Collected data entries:
.....

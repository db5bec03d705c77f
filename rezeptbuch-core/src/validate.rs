use crate::error::ValidationError;
use crate::taxonomy::Taxonomy;
use serde::Deserialize;
use serde_json::{Map, Value};
use utoipa::ToSchema;

/// Recipe body as sent by clients on create and update.
///
/// Fields are kept as raw JSON values because clients send numbers for text
/// fields and strings for `servings`. [`RecipeInput::validate`] does the
/// coercion.
#[derive(Debug, Clone, Default, Deserialize, ToSchema)]
#[serde(default)]
pub struct RecipeInput {
    #[schema(value_type = String)]
    pub title: Value,
    #[schema(value_type = String)]
    pub category: Value,
    #[schema(value_type = Option<String>)]
    pub subcategory: Value,
    /// Anything that is not a positive integer is stored as 1.
    #[schema(value_type = Option<i64>)]
    pub servings: Value,
    #[schema(value_type = String, example = "15 min")]
    pub prep: Value,
    #[schema(value_type = String, example = "45 min")]
    pub total: Value,
    #[schema(value_type = Vec<String>)]
    pub ingredients: Value,
    #[schema(value_type = Vec<String>)]
    pub steps: Value,
}

/// Normalized, validated recipe content: everything except `id` and
/// `created_at`.
#[derive(Debug, Clone, PartialEq, Eq)]
pub struct RecipeFields {
    pub title: String,
    pub category: String,
    pub subcategory: String,
    pub servings: i64,
    pub prep: String,
    pub total: String,
    pub ingredients: Vec<String>,
    pub steps: Vec<String>,
}

impl RecipeInput {
    /// Parse a request body. The body must be a JSON object; a key that
    /// appears more than once keeps its last value.
    pub fn from_json(body: &[u8]) -> Result<Self, serde_json::Error> {
        let object: Map<String, Value> = serde_json::from_slice(body)?;
        serde_json::from_value(Value::Object(object))
    }

    /// Trim and coerce every field without rejecting anything.
    pub fn normalize(&self) -> RecipeFields {
        RecipeFields {
            title: text(&self.title),
            category: text(&self.category),
            subcategory: text(&self.subcategory),
            servings: servings(&self.servings),
            prep: text(&self.prep),
            total: text(&self.total),
            ingredients: text_list(&self.ingredients),
            steps: text_list(&self.steps),
        }
    }

    pub fn validate(&self, taxonomy: &Taxonomy) -> Result<RecipeFields, ValidationError> {
        let fields = self.normalize();
        fields.check_complete()?;
        fields.check_taxonomy(taxonomy)?;
        Ok(fields)
    }
}

impl RecipeFields {
    pub fn check_complete(&self) -> Result<(), ValidationError> {
        let required = [
            ("title", self.title.is_empty()),
            ("category", self.category.is_empty()),
            ("prep", self.prep.is_empty()),
            ("total", self.total.is_empty()),
            ("ingredients", self.ingredients.is_empty()),
            ("steps", self.steps.is_empty()),
        ];
        match required.into_iter().find(|(_, missing)| *missing) {
            Some((field, _)) => Err(ValidationError::Incomplete(field)),
            None => Ok(()),
        }
    }

    pub fn check_taxonomy(&self, taxonomy: &Taxonomy) -> Result<(), ValidationError> {
        if taxonomy.accepts(&self.category, &self.subcategory) {
            Ok(())
        } else {
            Err(ValidationError::InvalidCategory {
                category: self.category.clone(),
                subcategory: self.subcategory.clone(),
            })
        }
    }
}

/// Scalars become their text form; null, arrays and objects become empty.
fn text(value: &Value) -> String {
    match value {
        Value::String(s) => s.trim().to_string(),
        Value::Number(n) => n.to_string(),
        Value::Bool(b) => b.to_string(),
        Value::Null | Value::Array(_) | Value::Object(_) => String::new(),
    }
}

fn text_list(value: &Value) -> Vec<String> {
    match value {
        Value::Array(items) => items
            .iter()
            .map(text)
            .filter(|item| !item.is_empty())
            .collect(),
        _ => Vec::new(),
    }
}

fn servings(value: &Value) -> i64 {
    leading_integer(&text(value))
        .filter(|n| *n >= 1)
        .unwrap_or(1)
}

/// Integer prefix of `s`: optional sign, then digits up to the first
/// non-digit. Overlong digit runs saturate.
fn leading_integer(s: &str) -> Option<i64> {
    let s = s.trim_start();
    let (negative, rest) = match s.strip_prefix('-') {
        Some(rest) => (true, rest),
        None => (false, s.strip_prefix('+').unwrap_or(s)),
    };
    let end = rest
        .find(|c: char| !c.is_ascii_digit())
        .unwrap_or(rest.len());
    let digits = rest.get(..end).filter(|d| !d.is_empty())?;
    let magnitude = digits.parse::<i64>().unwrap_or(i64::MAX);
    Some(if negative { -magnitude } else { magnitude })
}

.....

Work required:
Reproduce all of the records precisely. No word may differ.

Reply:
repository db5bec03d705c77f
filename rezeptbuch-core/src/validate.rs
use crate::error::ValidationError;
use crate::taxonomy::Taxonomy;
use serde::Deserialize;
use serde_json::{Map, Value};
use utoipa::ToSchema;

/// Recipe body as sent by clients on create and update.
///
/// Fields are kept as raw JSON values because clients send numbers for text
/// fields and strings for `servings`. [`RecipeInput::validate`] does the
/// coercion.
#[derive(Debug, Clone, Default, Deserialize, ToSchema)]
#[serde(default)]
pub struct RecipeInput {
    #[schema(value_type = String)]
    pub title: Value,
    #[schema(value_type = String)]
    pub category: Value,
    #[schema(value_type = Option<String>)]
    pub subcategory: Value,
    /// Anything that is not a positive integer is stored as 1.
    #[schema(value_type = Option<i64>)]
    pub servings: Value,
    #[schema(value_type = String, example = "15 min")]
    pub prep: Value,
    #[schema(value_type = String, example = "45 min")]
    pub total: Value,
    #[schema(value_type = Vec<String>)]
    pub ingredients: Value,
    #[schema(value_type = Vec<String>)]
    pub steps: Value,
}

/// Normalized, validated recipe content: everything except `id` and
/// `created_at`.
#[derive(Debug, Clone, PartialEq, Eq)]
pub struct RecipeFields {
    pub title: String,
    pub category: String,
    pub subcategory: String,
    pub servings: i64,
    pub prep: String,
    pub total: String,
    pub ingredients: Vec<String>,
    pub steps: Vec<String>,
}

impl RecipeInput {
    /// Parse a request body. The body must be a JSON object; a key that
    /// appears more than once keeps its last value.
    pub fn from_json(body: &[u8]) -> Result<Self, serde_json::Error> {
        let object: Map<String, Value> = serde_json::from_slice(body)?;
        serde_json::from_value(Value::Object(object))
    }

    /// Trim and coerce every field without rejecting anything.
    pub fn normalize(&self) -> RecipeFields {
        RecipeFields {
            title: text(&self.title),
            category: text(&self.category),
            subcategory: text(&self.subcategory),
            servings: servings(&self.servings),
            prep: text(&self.prep),
            total: text(&self.total),
            ingredients: text_list(&self.ingredients),
            steps: text_list(&self.steps),
        }
    }

    pub fn validate(&self, taxonomy: &Taxonomy) -> Result<RecipeFields, ValidationError> {
        let fields = self.normalize();
        fields.check_complete()?;
        fields.check_taxonomy(taxonomy)?;
        Ok(fields)
    }
}

impl RecipeFields {
    pub fn check_complete(&self) -> Result<(), ValidationError> {
        let required = [
            ("title", self.title.is_empty()),
            ("category", self.category.is_empty()),
            ("prep", self.prep.is_empty()),
            ("total", self.total.is_empty()),
            ("ingredients", self.ingredients.is_empty()),
            ("steps", self.steps.is_empty()),
        ];
        match required.into_iter().find(|(_, missing)| *missing) {
            Some((field, _)) => Err(ValidationError::Incomplete(field)),
            None => Ok(()),
        }
    }

    pub fn check_taxonomy(&self, taxonomy: &Taxonomy) -> Result<(), ValidationError> {
        if taxonomy.accepts(&self.category, &self.subcategory) {
            Ok(())
        } else {
            Err(ValidationError::InvalidCategory {
                category: self.category.clone(),
                subcategory: self.subcategory.clone(),
            })
        }
    }
}

/// Scalars become their text form; null, arrays and objects become empty.
fn text(value: &Value) -> String {
    match value {
        Value::String(s) => s.trim().to_string(),
        Value::Number(n) => n.to_string(),
        Value::Bool(b) => b.to_string(),
        Value::Null | Value::Array(_) | Value::Object(_) => String::new(),
    }
}

fn text_list(value: &Value) -> Vec<String> {
    match value {
        Value::Array(items) => items
            .iter()
            .map(text)
            .filter(|item| !item.is_empty())
            .collect(),
        _ => Vec::new(),
    }
}

fn servings(value: &Value) -> i64 {
    leading_integer(&text(value))
        .filter(|n| *n >= 1)
        .unwrap_or(1)
}

/// Integer prefix of `s`: optional sign, then digits up to the first
/// non-digit. Overlong digit runs saturate.
fn leading_integer(s: &str) -> Option<i64> {
    let s = s.trim_start();
    let (negative, rest) = match s.strip_prefix('-') {
        Some(rest) => (true, rest),
        None => (false, s.strip_prefix('+').unwrap_or(s)),
    };
    let end = rest
        .find(|c: char| !c.is_ascii_digit())
        .unwrap_or(rest.len());
    let digits = rest.get(..end).filter(|d| !d.is_empty())?;
    let magnitude = digits.parse::<i64>().unwrap_or(i64::MAX);
    Some(if negative { -magnitude } else { magnitude })
}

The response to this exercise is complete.